- **RAW DATA**:
....................
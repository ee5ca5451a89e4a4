//! Expected run interval derived from a schedule

use chrono::{DateTime, Utc};
use std::time::Duration;

use super::CronSchedule;
use crate::error::{GuardianError, Result};

/// Number of upcoming firings inspected when estimating the period
pub const DEFAULT_LOOKAHEAD: usize = 10;

/// Estimates the nominal period of a schedule as the smallest gap between
/// consecutive firings in a bounded lookahead.
///
/// Schedules with uneven gaps (month ends, weekday-only jobs) resolve to
/// their shortest gap, so a missed run is reported early rather than late.
#[derive(Debug, Clone, Copy)]
pub struct IntervalEstimator {
    lookahead: usize,
}

impl Default for IntervalEstimator {
    fn default() -> Self {
        Self {
            lookahead: DEFAULT_LOOKAHEAD,
        }
    }
}

impl IntervalEstimator {
    pub fn new(lookahead: usize) -> Self {
        Self {
            lookahead: lookahead.max(2),
        }
    }

    /// Smallest gap between the next `lookahead` firings after `from`
    pub fn period(&self, schedule: &CronSchedule, from: DateTime<Utc>) -> Result<Duration> {
        let firings: Vec<DateTime<Utc>> = schedule.upcoming(from).take(self.lookahead).collect();
        if firings.len() < 2 {
            return Err(GuardianError::invalid_schedule(
                schedule.expression(),
                "fewer than two upcoming firings",
            ));
        }

        firings
            .windows(2)
            .map(|pair| pair[1] - pair[0])
            .min()
            .and_then(|gap| gap.to_std().ok())
            .filter(|gap| !gap.is_zero())
            .ok_or_else(|| {
                GuardianError::invalid_schedule(schedule.expression(), "non-increasing firings")
            })
    }

    /// Parse and estimate in one step
    pub fn period_of(
        &self,
        expression: &str,
        timezone: Option<&str>,
        from: DateTime<Utc>,
    ) -> Result<Duration> {
        let schedule = CronSchedule::parse(expression, timezone)?;
        self.period(&schedule, from)
    }
}

/// `period × missed_schedule_threshold + buffer`
pub fn expected_interval(period: Duration, missed_schedule_threshold: u32, buffer: Duration) -> Duration {
    period.saturating_mul(missed_schedule_threshold.max(1)) + buffer
}

#[cfg(test)]
mod tests {
    use super::*;
    use chrono::TimeZone;

    fn at(y: i32, m: u32, d: u32) -> DateTime<Utc> {
        Utc.with_ymd_and_hms(y, m, d, 0, 0, 0).unwrap()
    }

    #[test]
    fn test_regular_schedules() {
        let estimator = IntervalEstimator::default();
        let from = at(2024, 1, 1);
        assert_eq!(
            estimator.period_of("*/15 * * * *", None, from).unwrap(),
            Duration::from_secs(900)
        );
        assert_eq!(
            estimator.period_of("0 3 * * *", None, from).unwrap(),
            Duration::from_secs(86_400)
        );
        assert_eq!(
            estimator.period_of("@hourly", None, from).unwrap(),
            Duration::from_secs(3600)
        );
    }

    #[test]
    fn test_irregular_schedule_uses_smallest_gap() {
        let estimator = IntervalEstimator::default();
        // Weekdays only: the weekend gap is 3 days, the smallest is 1 day
        assert_eq!(
            estimator.period_of("0 9 * * 1-5", None, at(2024, 1, 5)).unwrap(),
            Duration::from_secs(86_400)
        );
        // Monthly from January: February is the shortest month
        assert_eq!(
            estimator.period_of("0 0 1 * *", None, at(2024, 1, 15)).unwrap(),
            Duration::from_secs(29 * 86_400)
        );
    }

    #[test]
    fn test_schedule_without_future_firings() {
        let estimator = IntervalEstimator::default();
        let err = estimator
            .period_of("0 0 0 1 1 * 2020", None, at(2024, 1, 1))
            .unwrap_err();
        assert!(matches!(err, GuardianError::InvalidSchedule { .. }));
    }

    #[test]
    fn test_invalid_expression() {
        let estimator = IntervalEstimator::default();
        assert!(matches!(
            estimator.period_of("every day", None, at(2024, 1, 1)),
            Err(GuardianError::InvalidSchedule { .. })
        ));
    }

    #[test]
    fn test_expected_interval() {
        assert_eq!(
            expected_interval(Duration::from_secs(3600), 3, Duration::from_secs(600)),
            Duration::from_secs(3 * 3600 + 600)
        );
        // A zero threshold still waits one full period
        assert_eq!(
            expected_interval(Duration::from_secs(3600), 0, Duration::ZERO),
            Duration::from_secs(3600)
        );
    }
}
....................
- **ACTION ITEM**: Using the listing above, print every entry verbatim.

- **RESPONSE AREA**:
repository ee5ca5451a89e4a4
//! Expected run interval derived from a schedule

use chrono::{DateTime, Utc};
use std::time::Duration;

use super::CronSchedule;
use crate::error::{GuardianError, Result};

/// Number of upcoming firings inspected when estimating the period
pub const DEFAULT_LOOKAHEAD: usize = 10;

/// Estimates the nominal period of a schedule as the smallest gap between
/// consecutive firings in a bounded lookahead.
///
/// Schedules with uneven gaps (month ends, weekday-only jobs) resolve to
/// their shortest gap, so a missed run is reported early rather than late.
#[derive(Debug, Clone, Copy)]
pub struct IntervalEstimator {
    lookahead: usize,
}

impl Default for IntervalEstimator {
    fn default() -> Self {
        Self {
            lookahead: DEFAULT_LOOKAHEAD,
        }
    }
}

impl IntervalEstimator {
    pub fn new(lookahead: usize) -> Self {
        Self {
            lookahead: lookahead.max(2),
        }
    }

    /// Smallest gap between the next `lookahead` firings after `from`
    pub fn period(&self, schedule: &CronSchedule, from: DateTime<Utc>) -> Result<Duration> {
        let firings: Vec<DateTime<Utc>> = schedule.upcoming(from).take(self.lookahead).collect();
        if firings.len() < 2 {
            return Err(GuardianError::invalid_schedule(
                schedule.expression(),
                "fewer than two upcoming firings",
            ));
        }

        firings
            .windows(2)
            .map(|pair| pair[1] - pair[0])
            .min()
            .and_then(|gap| gap.to_std().ok())
            .filter(|gap| !gap.is_zero())
            .ok_or_else(|| {
                GuardianError::invalid_schedule(schedule.expression(), "non-increasing firings")
            })
    }

    /// Parse and estimate in one step
    pub fn period_of(
        &self,
        expression: &str,
        timezone: Option<&str>,
        from: DateTime<Utc>,
    ) -> Result<Duration> {
        let schedule = CronSchedule::parse(expression, timezone)?;
        self.period(&schedule, from)
    }
}

/// `period × missed_schedule_threshold + buffer`
pub fn expected_interval(period: Duration, missed_schedule_threshold: u32, buffer: Duration) -> Duration {
    period.saturating_mul(missed_schedule_threshold.max(1)) + buffer
}

#[cfg(test)]
mod tests {
    use super::*;
    use chrono::TimeZone;

    fn at(y: i32, m: u32, d: u32) -> DateTime<Utc> {
        Utc.with_ymd_and_hms(y, m, d, 0, 0, 0).unwrap()
    }

    #[test]
    fn test_regular_schedules() {
        let estimator = IntervalEstimator::default();
        let from = at(2024, 1, 1);
        assert_eq!(
            estimator.period_of("*/15 * * * *", None, from).unwrap(),
            Duration::from_secs(900)
        );
        assert_eq!(
            estimator.period_of("0 3 * * *", None, from).unwrap(),
            Duration::from_secs(86_400)
        );
        assert_eq!(
            estimator.period_of("@hourly", None, from).unwrap(),
            Duration::from_secs(3600)
        );
    }

    #[test]
    fn test_irregular_schedule_uses_smallest_gap() {
        let estimator = IntervalEstimator::default();
        // Weekdays only: the weekend gap is 3 days, the smallest is 1 day
        assert_eq!(
            estimator.period_of("0 9 * * 1-5", None, at(2024, 1, 5)).unwrap(),
            Duration::from_secs(86_400)
        );
        // Monthly from January: February is the shortest month
        assert_eq!(
            estimator.period_of("0 0 1 * *", None, at(2024, 1, 15)).unwrap(),
            Duration::from_secs(29 * 86_400)
        );
    }

    #[test]
    fn test_schedule_without_future_firings() {
        let estimator = IntervalEstimator::default();
        let err = estimator
            .period_of("0 0 0 1 1 * 2020", None, at(2024, 1, 1))
            .unwrap_err();
        assert!(matches!(err, GuardianError::InvalidSchedule { .. }));
    }

    #[test]
    fn test_invalid_expression() {
        let estimator = IntervalEstimator::default();
        assert!(matches!(
            estimator.period_of("every day", None, at(2024, 1, 1)),
            Err(GuardianError::InvalidSchedule { .. })
        ));
    }

    #[test]
    fn test_expected_interval() {
        assert_eq!(
            expected_interval(Duration::from_secs(3600), 3, Duration::from_secs(600)),
            Duration::from_secs(3 * 3600 + 600)
        );
        // A zero threshold still waits one full period
        assert_eq!(
            expected_interval(Duration::from_secs(3600), 0, Duration::ZERO),
            Duration::from_secs(3600)
        );
    }
}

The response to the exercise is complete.